• INPUT DATA:
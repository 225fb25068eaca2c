#[cfg(feature = "ssr")]
#[tokio::main]
async fn main() {
    use portfolio_site::server;

    server::init_logging();
    if let Err(e) = server::run().await {
        tracing::error!("server stopped: {e}");
        std::process::exit(1);
    }
}

#[cfg(not(feature = "ssr"))]
pub fn main() {
    // no client-side main function
    // see lib.rs for the hydration entry point instead
}
#[cfg(any(feature = "ssr", feature = "hydrate"))]
pub mod app;
pub mod choreography;
pub mod contact;
pub mod content;
pub mod motion;
#[cfg(feature = "ssr")]
pub mod server;
pub mod theme;

#[cfg(feature = "hydrate")]
#[wasm_bindgen::prelude::wasm_bindgen]
pub fn hydrate() {
    use crate::app::*;
    console_error_panic_hook::set_once();

    let level = if cfg!(debug_assertions) {
        log::Level::Debug
    } else {
        log::Level::Warn
    };
    if let Err(e) = console_log::init_with_level(level) {
        leptos::logging::warn!("console logging unavailable: {e}");
    }

    leptos::mount::hydrate_body(App);
}
use std::str::FromStr;

use super::AnimationError;

/// Easing curves, named the way animation libraries usually name them.
/// `power2` is cubic and `power3` is quartic.
#[derive(Debug, Clone, Copy, PartialEq, Eq, Default)]
pub enum Ease {
    Linear,
    Power2Out,
    Power2InOut,
    #[default]
    Power3Out,
}

impl Ease {
    /// Maps linear progress `t` in `[0, 1]` onto the curve.
    pub fn apply(self, t: f64) -> f64 {
        let t = t.clamp(0.0, 1.0);
        match self {
            Self::Linear => t,
            Self::Power2Out => 1.0 - (1.0 - t).powi(3),
            Self::Power2InOut => {
                if t < 0.5 {
                    4.0 * t.powi(3)
                } else {
                    1.0 - (-2.0 * t + 2.0).powi(3) / 2.0
                }
            }
            Self::Power3Out => 1.0 - (1.0 - t).powi(4),
        }
    }
}

impl FromStr for Ease {
    type Err = AnimationError;

    fn from_str(s: &str) -> Result<Self, Self::Err> {
        match s {
            "none" | "linear" => Ok(Self::Linear),
            "power2.out" => Ok(Self::Power2Out),
            "power2.inOut" => Ok(Self::Power2InOut),
            "power3.out" => Ok(Self::Power3Out),
            other => Err(AnimationError::UnknownEase(other.to_string())),
        }
    }
}

#[cfg(test)]
mod tests {
    use super::*;

    const ALL: [Ease; 4] = [
        Ease::Linear,
        Ease::Power2Out,
        Ease::Power2InOut,
        Ease::Power3Out,
    ];

    #[test]
    fn test_endpoints() {
        for ease in ALL {
            assert!(ease.apply(0.0).abs() < 1e-12, "{ease:?} at 0");
            assert!((ease.apply(1.0) - 1.0).abs() < 1e-12, "{ease:?} at 1");
        }
    }

    #[test]
    fn test_monotonic() {
        for ease in ALL {
            let mut prev = 0.0;
            for i in 1..=100 {
                let v = ease.apply(i as f64 / 100.0);
                assert!(v >= prev, "{ease:?} decreased at step {i}");
                prev = v;
            }
        }
    }

    #[test]
    fn test_shapes() {
        assert_eq!(Ease::Power2InOut.apply(0.5), 0.5);
        assert!(Ease::Power3Out.apply(0.5) > Ease::Power2Out.apply(0.5));
        assert!(Ease::Power2Out.apply(0.5) > Ease::Linear.apply(0.5));
        // out of range input is clamped
        assert_eq!(Ease::Linear.apply(1.5), 1.0);
        assert_eq!(Ease::Linear.apply(-0.5), 0.0);
    }

    #[test]
    fn test_parse() {
        assert_eq!("power3.out".parse::<Ease>(), Ok(Ease::Power3Out));
        assert_eq!("power2.inOut".parse::<Ease>(), Ok(Ease::Power2InOut));
        assert_eq!("none".parse::<Ease>(), Ok(Ease::Linear));
        assert_eq!(
            "elastic".parse::<Ease>(),
            Err(AnimationError::UnknownEase("elastic".to_string()))
        );
    }
}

• DIRECTIONS: Retyping the whole listing exactly is the task here.

• WRITTEN SOLUTION:
repository 225fb25068eaca2c
#[cfg(feature = "ssr")]
#[tokio::main]
async fn main() {
    use portfolio_site::server;

    server::init_logging();
    if let Err(e) = server::run().await {
        tracing::error!("server stopped: {e}");
        std::process::exit(1);
    }
}

#[cfg(not(feature = "ssr"))]
pub fn main() {
    // no client-side main function
    // see lib.rs for the hydration entry point instead
}
#[cfg(any(feature = "ssr", feature = "hydrate"))]
pub mod app;
pub mod choreography;
pub mod contact;
pub mod content;
pub mod motion;
#[cfg(feature = "ssr")]
pub mod server;
pub mod theme;

#[cfg(feature = "hydrate")]
#[wasm_bindgen::prelude::wasm_bindgen]
pub fn hydrate() {
    use crate::app::*;
    console_error_panic_hook::set_once();

    let level = if cfg!(debug_assertions) {
        log::Level::Debug
    } else {
        log::Level::Warn
    };
    if let Err(e) = console_log::init_with_level(level) {
        leptos::logging::warn!("console logging unavailable: {e}");
    }

    leptos::mount::hydrate_body(App);
}
use std::str::FromStr;

use super::AnimationError;

/// Easing curves, named the way animation libraries usually name them.
/// `power2` is cubic and `power3` is quartic.
#[derive(Debug, Clone, Copy, PartialEq, Eq, Default)]
pub enum Ease {
    Linear,
    Power2Out,
    Power2InOut,
    #[default]
    Power3Out,
}

impl Ease {
    /// Maps linear progress `t` in `[0, 1]` onto the curve.
    pub fn apply(self, t: f64) -> f64 {
        let t = t.clamp(0.0, 1.0);
        match self {
            Self::Linear => t,
            Self::Power2Out => 1.0 - (1.0 - t).powi(3),
            Self::Power2InOut => {
                if t < 0.5 {
                    4.0 * t.powi(3)
                } else {
                    1.0 - (-2.0 * t + 2.0).powi(3) / 2.0
                }
            }
            Self::Power3Out => 1.0 - (1.0 - t).powi(4),
        }
    }
}

impl FromStr for Ease {
    type Err = AnimationError;

    fn from_str(s: &str) -> Result<Self, Self::Err> {
        match s {
            "none" | "linear" => Ok(Self::Linear),
            "power2.out" => Ok(Self::Power2Out),
            "power2.inOut" => Ok(Self::Power2InOut),
            "power3.out" => Ok(Self::Power3Out),
            other => Err(AnimationError::UnknownEase(other.to_string())),
        }
    }
}

#[cfg(test)]
mod tests {
    use super::*;

    const ALL: [Ease; 4] = [
        Ease::Linear,
        Ease::Power2Out,
        Ease::Power2InOut,
        Ease::Power3Out,
    ];

    #[test]
    fn test_endpoints() {
        for ease in ALL {
            assert!(ease.apply(0.0).abs() < 1e-12, "{ease:?} at 0");
            assert!((ease.apply(1.0) - 1.0).abs() < 1e-12, "{ease:?} at 1");
        }
    }

    #[test]
    fn test_monotonic() {
        for ease in ALL {
            let mut prev = 0.0;
            for i in 1..=100 {
                let v = ease.apply(i as f64 / 100.0);
                assert!(v >= prev, "{ease:?} decreased at step {i}");
                prev = v;
            }
        }
    }

    #[test]
    fn test_shapes() {
        assert_eq!(Ease::Power2InOut.apply(0.5), 0.5);
        assert!(Ease::Power3Out.apply(0.5) > Ease::Power2Out.apply(0.5));
        assert!(Ease::Power2Out.apply(0.5) > Ease::Linear.apply(0.5));
        // out of range input is clamped
        assert_eq!(Ease::Linear.apply(1.5), 1.0);
        assert_eq!(Ease::Linear.apply(-0.5), 0.0);
    }

    #[test]
    fn test_parse() {
        assert_eq!("power3.out".parse::<Ease>(), Ok(Ease::Power3Out));
        assert_eq!("power2.inOut".parse::<Ease>(), Ok(Ease::Power2InOut));
        assert_eq!("none".parse::<Ease>(), Ok(Ease::Linear));
        assert_eq!(
            "elastic".parse::<Ease>(),
            Err(AnimationError::UnknownEase("elastic".to_string()))
        );
    }
}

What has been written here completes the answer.